Vallès Occidental (/ca/, /es/) is a comarca (county) in the Barcelona region in Catalonia, Spain. It has two capitals, Sabadell and Terrassa. Along with Vallès Oriental, it forms the historical Vallès region.

== Physical geography ==

Vallès Occidental borders the comarques of Bages (to the north), Vallès Oriental (to the north and east), Baix Llobregat (to the west), and Barcelonès (to the south). It centers on the Catalan prelittoral depression, limited to the west by the River Llobregat and to the east by the River Caldes. The northern part of the comarca is mountainous. From west to east, it contains part of the Obac range (924m altitude at Castellsapera); the massifs of Sant Llorenç de Munt (1095m at La Mola and 1053m at Montcau) and Puig de la Creu (664m); and the Sant Sadurní (954m) and Farell cliffs (789m). At the south of the comarca is the Collserola range (512m), which forms part of the Catalan Littoral. Between these various ranges is the valley that gives its name to the comarca.
The valley actually composes two separate watersheds, the basins of the Llobregat and Besòs.

The Llobregat watershed lies to the west of the axis that runs from Obac to Tibidabo (culminating point of the Collserola range), passing through Matadepera, Sant Quirze del Vallès, Bellaterra, and Sant Cugat del Vallès. Tributaries of the Llobregat include the Canyamssos, the Rubí and the Vallvidrera. East of that axis, the watershed of the Besòs includes the rivers Ripoll and Caldes, (the latter forming the eastern border of the comarca).

=== Major natural parks ===
- Parc Natural de Sant Llorenç de Munt i Serra de l'Obac
- Parc de Collserola

=== Hiking trails ===
Vallès Occidental has several notable official hiking trails, known as
"senders de gran recorregut".

- GR-6: Barcelona – Montserrat (Classic route to Montserrat).
- GR-96: Barcelona – Montserrat (Roman road to Montserrat).
- GR-97: Abrera – Sant Celoni (From the Llobregat to the Tordera).
- GR-173: Circumnavigation of Vallès Occidental.
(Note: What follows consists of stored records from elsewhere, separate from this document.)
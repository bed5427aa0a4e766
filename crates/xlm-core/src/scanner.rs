//! Directory scanner for discovering candidate workbook files

use crate::error::{Error, Result};
use std::path::{Path, PathBuf};
use tracing::warn;
use walkdir::WalkDir;

/// Prefix Office uses for the lock file it keeps next to an open workbook
pub const LOCK_FILE_PREFIX: &str = "~$";

/// Extension matched when no filter is configured
pub const DEFAULT_EXTENSION: &str = "xlsx";

/// Lazily walks a root directory and yields candidate input files.
///
/// Entries are visited in file-name order so the sequence is reproducible.
/// Unreadable directory entries are logged and skipped.
pub struct FileEnumerator {
    walker: walkdir::IntoIter,
    extensions: Vec<String>,
    exclude: Option<PathBuf>,
}

impl FileEnumerator {
    /// Start a scan of `root`.
    ///
    /// Fails with [`Error::NotFound`] when `root` is not an existing directory.
    pub fn new<P: AsRef<Path>>(root: P, recurse: bool, extensions: &[String]) -> Result<Self> {
        let root = root.as_ref();
        if !root.is_dir() {
            return Err(Error::NotFound(root.to_path_buf()));
        }

        let mut walk = WalkDir::new(root).follow_links(true).sort_by_file_name();
        if !recurse {
            walk = walk.max_depth(1);
        }

        let extensions = if extensions.is_empty() {
            vec![DEFAULT_EXTENSION.to_string()]
        } else {
            extensions
                .iter()
                .map(|e| e.trim_start_matches('.').to_ascii_lowercase())
                .collect()
        };

        Ok(Self {
            walker: walk.into_iter(),
            extensions,
            exclude: None,
        })
    }

    /// Skip one specific path (typically the output workbook)
    pub fn excluding(mut self, path: Option<PathBuf>) -> Self {
        self.exclude = path.map(|p| p.canonicalize().unwrap_or(p));
        self
    }

    fn accepts(&self, path: &Path) -> bool {
        let Some(name) = path.file_name().and_then(|n| n.to_str()) else {
            return false;
        };
        if is_lock_file(name) {
            return false;
        }
        let matches_ext = path
            .extension()
            .and_then(|e| e.to_str())
            .is_some_and(|ext| {
                let ext = ext.to_ascii_lowercase();
                self.extensions.iter().any(|want| *want == ext)
            });
        if !matches_ext {
            return false;
        }
        match &self.exclude {
            Some(excluded) => {
                let resolved = path.canonicalize().unwrap_or_else(|_| path.to_path_buf());
                resolved != *excluded
            }
            None => true,
        }
    }
}

impl Iterator for FileEnumerator {
    type Item = PathBuf;

    fn next(&mut self) -> Option<PathBuf> {
        loop {
            let entry = match self.walker.next()? {
                Ok(entry) => entry,
                Err(e) => {
                    warn!(error = %e, "skipping unreadable directory entry");
                    continue;
                }
            };
            if !entry.file_type().is_file() {
                continue;
            }
            if self.accepts(entry.path()) {
                return Some(entry.into_path());
            }
        }
    }
}

/// Whether a file name is an editor lock/temp file
pub fn is_lock_file(file_name: &str) -> bool {
    file_name.starts_with(LOCK_FILE_PREFIX)
}

/// Collect all candidate files under `root`
pub fn scan_directory<P: AsRef<Path>>(
    root: P,
    recurse: bool,
    extensions: &[String],
) -> Result<Vec<PathBuf>> {
    Ok(FileEnumerator::new(root, recurse, extensions)?.collect())
}

#[cfg(test)]
mod tests {
    use super::*;
    use std::fs;

    fn touch(path: &Path) {
        if let Some(parent) = path.parent() {
            fs::create_dir_all(parent).unwrap();
        }
        fs::write(path, b"x").unwrap();
    }

    #[test]
    fn test_lock_file_detection() {
        assert!(is_lock_file("~$report.xlsx"));
        assert!(!is_lock_file("report.xlsx"));
        assert!(!is_lock_file("$report.xlsx"));
    }

    #[test]
    fn test_missing_root_is_not_found() {
        let err = scan_directory("/definitely/not/here", false, &[]).unwrap_err();
        assert!(matches!(err, Error::NotFound(_)));
    }

    #[test]
    fn test_filters_and_orders_files() {
        let dir = tempfile::tempdir().unwrap();
        touch(&dir.path().join("b.xlsx"));
        touch(&dir.path().join("a.XLSX"));
        touch(&dir.path().join("~$a.xlsx"));
        touch(&dir.path().join("notes.txt"));
        touch(&dir.path().join("sub/c.xlsx"));

        let files = scan_directory(dir.path(), false, &[]).unwrap();
        let names: Vec<_> = files
            .iter()
            .map(|p| p.file_name().unwrap().to_string_lossy().into_owned())
            .collect();
        assert_eq!(names, vec!["a.XLSX", "b.xlsx"]);

        let recursive = scan_directory(dir.path(), true, &[]).unwrap();
        assert_eq!(recursive.len(), 3);
    }

    #[test]
    fn test_custom_extensions_and_exclusion() {
        let dir = tempfile::tempdir().unwrap();
        touch(&dir.path().join("a.csv"));
        touch(&dir.path().join("b.xlsx"));
        touch(&dir.path().join("merged.xlsx"));

        let exts = vec![".csv".to_string(), "xlsx".to_string()];
        let files: Vec<_> = FileEnumerator::new(dir.path(), false, &exts)
            .unwrap()
            .excluding(Some(dir.path().join("merged.xlsx")))
            .collect();
        assert_eq!(files.len(), 2);
        assert!(files.iter().all(|p| !p.ends_with("merged.xlsx")));
    }

    #[test]
    fn test_empty_directory_yields_nothing() {
        let dir = tempfile::tempdir().unwrap();
        assert!(scan_directory(dir.path(), true, &[]).unwrap().is_empty());
    }
}
//! xlm-core: Core library for merging many spreadsheet files into one workbook
//!
//! This library provides functionality to:
//! - Enumerate candidate workbook files under a directory
//! - Read every sheet into typed tables, on a bounded pool of threads or
//!   child processes, in a deterministic order
//! - Group tables (stacked, or per sheet name) and reconcile their columns
//! - Drop empty rows, add provenance columns and deduplicate by key
//! - Write the result as an xlsx workbook, sharding groups that exceed the
//!   per-sheet row limit

pub mod cleaning;
pub mod config;
pub mod error;
pub mod grouping;
pub mod ingest;
pub mod merger;
pub mod names;
pub mod progress;
pub mod reader;
pub mod report;
pub mod scanner;
pub mod schema;
pub mod table;
pub mod writer;

pub use cleaning::{Cleaner, CleaningOptions, DedupIndex, SOURCE_FILE_COLUMN, SOURCE_SHEET_COLUMN};
pub use config::{
    parse_field_list, resolve_output_path, ColumnPolicy, MergeConfig, MergeMode,
    ProvenancePosition, WorkerKind, WriterBackend,
};
pub use error::{Error, Result};
pub use grouping::{group_tables, Group, GroupKey};
pub use ingest::{ingest, write_worker_output, IngestOptions, Ingested, SkippedFile, WORKER_SUBCOMMAND};
pub use merger::{merge_group, run_merge, run_merge_with_capacity, MergedGroup};
pub use names::{make_unique_columns, safe_sheet_title, UniqueNames};
pub use progress::{CancelToken, NullSink, ProgressEvent, ProgressSink};
pub use reader::{parse_csv, read_tables};
pub use report::{GroupReport, MergeReport, ShardReport};
pub use scanner::{scan_directory, FileEnumerator};
pub use schema::{reconcile, Projection};
pub use table::{CellValue, Row, Table};
pub use writer::{write_group, SheetSink, XlsxWorkbookWriter, ROW_CAPACITY};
==Human and economic geography==
Industry is concentrated in the south, coinciding with the flattest land in the comarca. The principal industrial cities are the co-capitals Sabadell and Terrassa, as well as Rubí and Cerdanyola del Vallès. The most important industries are textiles, mechanical engineering, metallurgy, machinery, electrical equipment, construction, chemicals, paper, and the processing of food products. An industrial crisis at the end of the 1970s and the beginning of the 1980s led to a greater importance for the commercial and service sectors, especially computer-related work.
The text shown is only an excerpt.